I lavori per la Cattedrale
L’opera del Duomo è sorta alla fine del XIII secolo intorno alla Cattedrale in costruzione. Passando da una gestione vescovile (fino al 1295) a una «cogestione tra vescovo, capitolo e comune» (fino al 1421), a una gestione comunale (1421-1866), oggi l’Opera è una Fabbriceria.
Un organico preposto al funzionamento del cantiere risultava formalmente stabilito in un capitolo di un frammentario statuto del comune databile al 1315. Tale assetto, con alcune variazioni soprattutto in merito alla durata delle cariche, conservò a lungo la stessa fisionomia, confermata dallo statuto della Fabbrica redatto nel 1421. Dal testo si evince che gli ufficiali erano nominati dal Comune, precisamente dai conservatori della pace e da una rappresentanza di cittadini sempre scelti dalle magistrature comunali. L’organico era composto da quattro soprastanti, un camerario, un notaio del camerario, un dottiere (ufficiale deputato al controllo delle maestranze), un custode della cera, un venditore delle candele, un ‘temperatore’ dell’orologio, un banditore, avvocati e procuratori. La massima carica era costituita dai soprastanti, scelti a rappresentanza di ogni quartiere cittadino.
Nel 1553, con i Capitoli dell’offitio del Camerlengo della Fabbrica veniva introdotta la figura del cassiere, incaricato di custodire la cassa e di occuparsi dei registri contabili.
Il Regno d’Italia e il periodo fascista
L’assetto istituzionale rimase sostanzialmente immutato fino alla metà del XIX secolo. I principali cambiamenti si verificarono pochi anni dopo l’annessione di Orvieto al Regno d’Italia.

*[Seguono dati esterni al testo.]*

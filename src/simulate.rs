//! Synthetic load for exercising a rule and handler pair.
//!
//! Used by the `turnstile simulate` command to show how a configured rule
//! behaves under concurrent callers.

use serde::Serialize;
use std::sync::Arc;
use std::time::{Duration, Instant};
use tracing::info;

use crate::config::TurnstileConfig;
use crate::error::Result;
use crate::ratelimit::{
    DefaultValueHandler, ImmediateRejectHandler, IpRule, RateLimitExecutor, RateLimitRule,
    RejectedHandler, RequestContext, ResourceRule, UserLevelRule,
};

/// Which rule to drive.
#[derive(Debug, Clone, Copy, PartialEq, Eq, Serialize, clap::ValueEnum)]
#[serde(rename_all = "kebab-case")]
pub enum RuleKind {
    Ip,
    UserLevel,
    Resource,
}

/// Which rejection policy to apply.
#[derive(Debug, Clone, Copy, PartialEq, Eq, Serialize, clap::ValueEnum)]
#[serde(rename_all = "kebab-case")]
pub enum HandlerKind {
    /// Return a fallback value
    Default,
    /// Fail with a rate limit error
    Reject,
}

/// Parameters of one simulation run.
#[derive(Debug, Clone)]
pub struct SimulationPlan {
    pub rule: RuleKind,
    pub handler: HandlerKind,
    /// Total requests across all threads
    pub requests: usize,
    pub threads: usize,
    /// Pause between consecutive requests on one thread
    pub pause: Duration,
    /// Context sent with every request
    pub context: RequestContext,
}

/// Tally of a finished run.
#[derive(Debug, Clone, PartialEq, Eq, Serialize)]
pub struct SimulationReport {
    pub rule: RuleKind,
    pub handler: HandlerKind,
    pub requests: usize,
    pub admitted: usize,
    /// Rejections answered with the fallback value
    pub fallbacks: usize,
    /// Rejections surfaced as errors
    pub errors: usize,
    pub elapsed_ms: u64,
}

impl SimulationReport {
    pub fn rejected(&self) -> usize {
        self.fallbacks + self.errors
    }
}

#[derive(Debug, Clone, Copy, PartialEq, Eq)]
enum Outcome {
    Admitted,
    Fallback,
}

#[derive(Debug, Default, Clone, Copy)]
struct Tally {
    admitted: usize,
    fallbacks: usize,
    errors: usize,
}

/// Build the rule selected by `kind` from `config`.
pub fn build_rule(kind: RuleKind, config: &TurnstileConfig) -> Result<Arc<dyn RateLimitRule>> {
    let rule: Arc<dyn RateLimitRule> = match kind {
        RuleKind::Ip => Arc::new(IpRule::from_config(&config.ip)?),
        RuleKind::UserLevel => Arc::new(UserLevelRule::new(&config.user_level)?),
        RuleKind::Resource => Arc::new(ResourceRule::new(&config.resource)?),
    };
    Ok(rule)
}

/// Fire `plan.requests` requests through `rule` from `plan.threads` threads.
pub fn run(rule: Arc<dyn RateLimitRule>, plan: &SimulationPlan) -> SimulationReport {
    let started = Instant::now();
    let tally = match plan.handler {
        HandlerKind::Default => drive(
            RateLimitExecutor::new(rule, DefaultValueHandler::new(Outcome::Fallback)),
            plan,
        ),
        HandlerKind::Reject => drive(RateLimitExecutor::new(rule, ImmediateRejectHandler), plan),
    };

    let report = SimulationReport {
        rule: plan.rule,
        handler: plan.handler,
        requests: plan.requests,
        admitted: tally.admitted,
        fallbacks: tally.fallbacks,
        errors: tally.errors,
        elapsed_ms: started.elapsed().as_millis() as u64,
    };

    info!(
        rule = ?report.rule,
        admitted = report.admitted,
        rejected = report.rejected(),
        elapsed_ms = report.elapsed_ms,
        "Simulation finished"
    );

    report
}

fn drive<H>(executor: RateLimitExecutor<Outcome, dyn RateLimitRule, H>, plan: &SimulationPlan) -> Tally
where
    H: RejectedHandler<Outcome>,
{
    let threads = plan.threads.max(1);
    let executor = &executor;

    std::thread::scope(|scope| {
        let workers: Vec<_> = (0..threads)
            .map(|worker| {
                // Spread the remainder over the first workers
                let share = plan.requests / threads + usize::from(worker < plan.requests % threads);
                scope.spawn(move || {
                    let mut tally = Tally::default();
                    for i in 0..share {
                        if i > 0 && !plan.pause.is_zero() {
                            std::thread::sleep(plan.pause);
                        }
                        match executor.execute(&plan.context, || Outcome::Admitted) {
                            Ok(Outcome::Admitted) => tally.admitted += 1,
                            Ok(Outcome::Fallback) => tally.fallbacks += 1,
                            Err(_) => tally.errors += 1,
                        }
                    }
                    tally
                })
            })
            .collect();

        workers
            .into_iter()
            .map(|worker| {
                worker
                    .join()
                    .unwrap_or_else(|panic| std::panic::resume_unwind(panic))
            })
            .fold(Tally::default(), |acc, t| Tally {
                admitted: acc.admitted + t.admitted,
                fallbacks: acc.fallbacks + t.fallbacks,
                errors: acc.errors + t.errors,
            })
    })
}

#[cfg(test)]
mod tests {
    use super::*;

    fn plan(rule: RuleKind, handler: HandlerKind, requests: usize, threads: usize) -> SimulationPlan {
        SimulationPlan {
            rule,
            handler,
            requests,
            threads,
            pause: Duration::ZERO,
            context: RequestContext::new("u-1", "gold", "admin", "GET", "10.0.0.1"),
        }
    }

    #[test]
    fn test_ip_simulation_with_fallback() {
        let config = TurnstileConfig::default();
        let plan = plan(RuleKind::Ip, HandlerKind::Default, 150, 1);
        let report = run(build_rule(plan.rule, &config).unwrap(), &plan);

        assert_eq!(report.admitted, 100);
        assert_eq!(report.fallbacks, 50);
        assert_eq!(report.errors, 0);
    }

    #[test]
    fn test_concurrent_user_level_simulation_with_reject() {
        let config = TurnstileConfig::default();
        let plan = plan(RuleKind::UserLevel, HandlerKind::Reject, 203, 4);
        let report = run(build_rule(plan.rule, &config).unwrap(), &plan);

        assert_eq!(report.admitted, 50);
        assert_eq!(report.errors, 153);
        assert_eq!(report.rejected() + report.admitted, 203);
    }

    #[test]
    fn test_more_threads_than_requests() {
        let config = TurnstileConfig::default();
        let plan = plan(RuleKind::Ip, HandlerKind::Default, 3, 8);
        let report = run(build_rule(plan.rule, &config).unwrap(), &plan);

        assert_eq!(report.admitted, 3);
        assert_eq!(report.rejected(), 0);
    }

    #[derive(Debug)]
    struct ExplodingRule {
        limiter: Arc<dyn crate::ratelimit::RateLimiter>,
    }

    impl RateLimitRule for ExplodingRule {
        fn name(&self) -> &'static str {
            "exploding"
        }

        fn limit_key<'a>(&self, ctx: &'a RequestContext) -> &'a str {
            ctx.ip()
        }

        fn limiter_for(&self, _ctx: &RequestContext) -> &Arc<dyn crate::ratelimit::RateLimiter> {
            &self.limiter
        }

        fn limiters(&self) -> Vec<Arc<dyn crate::ratelimit::RateLimiter>> {
            vec![Arc::clone(&self.limiter)]
        }

        fn allow(&self, _ctx: &RequestContext) -> bool {
            panic!("rule failed");
        }
    }

    #[test]
    #[should_panic(expected = "rule failed")]
    fn test_worker_panic_propagates() {
        let rule = ExplodingRule {
            limiter: crate::config::LimiterConfig::fixed_window(1, 1000)
                .build()
                .unwrap(),
        };
        let plan = plan(RuleKind::Ip, HandlerKind::Reject, 4, 2);
        run(Arc::new(rule), &plan);
    }

    #[test]
    fn test_report_serializes_kinds_in_kebab_case() {
        let report = SimulationReport {
            rule: RuleKind::UserLevel,
            handler: HandlerKind::Reject,
            requests: 1,
            admitted: 1,
            fallbacks: 0,
            errors: 0,
            elapsed_ms: 0,
        };
        let json = serde_json::to_value(&report).unwrap();
        assert_eq!(json["rule"], "user-level");
        assert_eq!(json["handler"], "reject");
    }
}
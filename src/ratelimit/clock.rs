//! Time sources for limiters.
//!
//! Limiters read time through the [`Clock`] trait so that window rollover and
//! token refill can be driven deterministically in tests with [`MockClock`].

use parking_lot::Mutex;
use std::fmt::Debug;
use std::sync::Arc;
use std::time::{Duration, Instant};

/// Source of the current instant.
pub trait Clock: Send + Sync + Debug {
    /// Get the current instant.
    fn now(&self) -> Instant;
}

/// System clock implementation using `Instant::now()`.
#[derive(Debug, Clone, Copy, Default)]
pub struct SystemClock;

impl SystemClock {
    pub fn new() -> Self {
        Self
    }
}

impl Clock for SystemClock {
    fn now(&self) -> Instant {
        Instant::now()
    }
}

/// Manually advanced clock.
///
/// Clones share the same underlying instant, so a test can hand one clone to a
/// limiter and advance time through another.
#[derive(Debug, Clone)]
pub struct MockClock {
    current: Arc<Mutex<Instant>>,
}

impl MockClock {
    /// Create a mock clock starting at a specific instant.
    pub fn new(start: Instant) -> Self {
        Self {
            current: Arc::new(Mutex::new(start)),
        }
    }

    /// Advance the clock by a duration.
    pub fn advance(&self, duration: Duration) {
        *self.current.lock() += duration;
    }

    /// Set the clock to a specific instant.
    pub fn set(&self, instant: Instant) {
        *self.current.lock() = instant;
    }
}

impl Default for MockClock {
    fn default() -> Self {
        Self::new(Instant::now())
    }
}

impl Clock for MockClock {
    fn now(&self) -> Instant {
        *self.current.lock()
    }
}

#[cfg(test)]
mod tests {
    use super::*;

    #[test]
    fn test_system_clock_moves_forward() {
        let clock = SystemClock::new();
        let t1 = clock.now();
        std::thread::sleep(Duration::from_millis(5));
        assert!(clock.now() > t1);
    }

    #[test]
    fn test_mock_clock_shared_between_clones() {
        let start = Instant::now();
        let clock = MockClock::new(start);
        let other = clock.clone();

        other.advance(Duration::from_secs(3));
        assert_eq!(clock.now(), start + Duration::from_secs(3));

        clock.set(start);
        assert_eq!(other.now(), start);
    }
}
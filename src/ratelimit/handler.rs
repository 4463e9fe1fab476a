//! Policies applied to rejected requests.

use super::context::RequestContext;
use crate::error::{Result, TurnstileError};

/// What to produce when a rule denies a request.
pub trait RejectedHandler<T>: Send + Sync {
    /// Handle a rejected request in place of the guarded operation.
    fn on_rejected(&self, ctx: &RequestContext) -> Result<T>;
}

/// Answers every rejected request with a fixed fallback value.
#[derive(Debug, Clone, PartialEq, Eq)]
pub struct DefaultValueHandler<T> {
    fallback: T,
}

impl<T> DefaultValueHandler<T> {
    pub fn new(fallback: T) -> Self {
        Self { fallback }
    }

    pub fn fallback(&self) -> &T {
        &self.fallback
    }
}

impl<T: Clone + Send + Sync> RejectedHandler<T> for DefaultValueHandler<T> {
    fn on_rejected(&self, _ctx: &RequestContext) -> Result<T> {
        Ok(self.fallback.clone())
    }
}

/// Fails every rejected request with [`TurnstileError::RateLimitExceeded`].
#[derive(Debug, Clone, Copy, Default)]
pub struct ImmediateRejectHandler;

impl ImmediateRejectHandler {
    pub fn new() -> Self {
        Self
    }
}

impl<T> RejectedHandler<T> for ImmediateRejectHandler {
    fn on_rejected(&self, ctx: &RequestContext) -> Result<T> {
        Err(TurnstileError::RateLimitExceeded(Box::new(ctx.clone())))
    }
}
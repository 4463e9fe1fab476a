//! Token bucket rate limiter.

use std::sync::Arc;
use std::time::{Duration, Instant};
use tracing::{debug, trace};

use super::clock::{Clock, SystemClock};
use super::limiter::{KeyedState, RateLimiter};
use crate::error::{Result, TurnstileError};

#[derive(Debug, Clone, Copy)]
struct BucketState {
    tokens: f64,
    last_refill: Instant,
}

/// Continuously refilling bucket of `capacity` tokens per key.
///
/// The bucket refills at `capacity` tokens per `refill_period` and each
/// admitted request consumes one token, so bursts of up to `capacity`
/// requests are allowed after an idle period.
///
/// Bucket state is never swept: every key ever seen keeps an entry until
/// [`clear`](Self::clear) is called.
#[derive(Debug)]
pub struct TokenBucketLimiter {
    capacity: u32,
    refill_period: Duration,
    clock: Arc<dyn Clock>,
    buckets: KeyedState<BucketState>,
}

impl TokenBucketLimiter {
    /// Create a limiter backed by the system clock.
    ///
    /// # Errors
    /// Returns `TurnstileError::Config` if `capacity` or `refill_period` is zero.
    pub fn new(capacity: u32, refill_period: Duration) -> Result<Self> {
        Self::with_clock(capacity, refill_period, Arc::new(SystemClock::new()))
    }

    /// Create a limiter reading time from `clock`.
    pub fn with_clock(capacity: u32, refill_period: Duration, clock: Arc<dyn Clock>) -> Result<Self> {
        if capacity == 0 {
            return Err(TurnstileError::Config(
                "token bucket capacity must be greater than 0".to_string(),
            ));
        }
        if refill_period.is_zero() {
            return Err(TurnstileError::Config(
                "token bucket refill period must be greater than 0".to_string(),
            ));
        }

        debug!(
            capacity,
            refill_period_ms = refill_period.as_millis() as u64,
            "Creating token bucket limiter"
        );

        Ok(Self {
            capacity,
            refill_period,
            clock,
            buckets: KeyedState::new(),
        })
    }

    pub fn capacity(&self) -> u32 {
        self.capacity
    }

    pub fn refill_period(&self) -> Duration {
        self.refill_period
    }

    /// Tokens `key` would have right now, without consuming any.
    pub fn available_tokens(&self, key: &str) -> f64 {
        let now = self.clock.now();
        self.buckets
            .peek(key, |state| self.refilled(state, now))
            .unwrap_or(self.capacity as f64)
    }

    /// Drop all per-key state.
    pub fn clear(&self) {
        self.buckets.clear();
    }

    fn refilled(&self, state: &BucketState, now: Instant) -> f64 {
        let elapsed = now.saturating_duration_since(state.last_refill);
        let capacity = self.capacity as f64;
        let added = elapsed.as_secs_f64() * capacity / self.refill_period.as_secs_f64();
        (state.tokens + added).min(capacity)
    }
}

impl RateLimiter for TokenBucketLimiter {
    fn try_acquire(&self, key: &str) -> bool {
        let now = self.clock.now();
        let capacity = self.capacity as f64;

        let (admitted, tokens) = self.buckets.update(
            key,
            || BucketState {
                tokens: capacity,
                last_refill: now,
            },
            |state| {
                let tokens = self.refilled(state, now);
                let admitted = tokens >= 1.0;
                let tokens = if admitted { tokens - 1.0 } else { tokens };
                *state = BucketState {
                    tokens,
                    last_refill: now.max(state.last_refill),
                };
                (admitted, tokens)
            },
        );

        trace!(key, tokens, capacity = self.capacity, admitted, "Token bucket check");
        if !admitted {
            debug!(key, capacity = self.capacity, "Token bucket exhausted");
        }

        admitted
    }

    fn tracked_keys(&self) -> usize {
        self.buckets.len()
    }
}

Nel 1929, con l’applicazione degli accordi Lateranensi, si avvia la trasformazione dell’Opera del Duomo in Fabbriceria, con la definitiva attribuzione all’ente delle competenze sull’amministrazione del patrimonio e sulla manutenzione della cattedrale “senza alcuna ingerenza nei servizi di culto”. Nel 1932 la vigilanza sull’amministrazione venne trasferita al Ministero dell’Interno.
Le ultime riforme istituzionali
Dal 1985 è classificata come Fabbriceria maggiore, ossia di chiesa cattedrale. Di conseguenza, l’organo di gestione è un Consiglio composto da sette membri in carica per tre anni: due nominati dall’ordinario diocesano e cinque dal ministro dell’Interno, sentito il parere del vescovo.
Da questa norma deriva che la maggioranza e il controllo dell’ente sono prerogativa laica del Ministero dell’Interno, dunque dello Stato. Dal 1987 l’Opera del Duomo di Orvieto gode del riconoscimento della personalità giuridica e civile con il presidente legale rappresentante. Dal 1987 l’Opera gode del riconoscimento della personalità giuridica e dal 1998 ha ottenuto la qualifica di onlus che, come è stato osservato, in base al d.lgs.460/97 può essere rivestita solo da soggetti giuridici privati.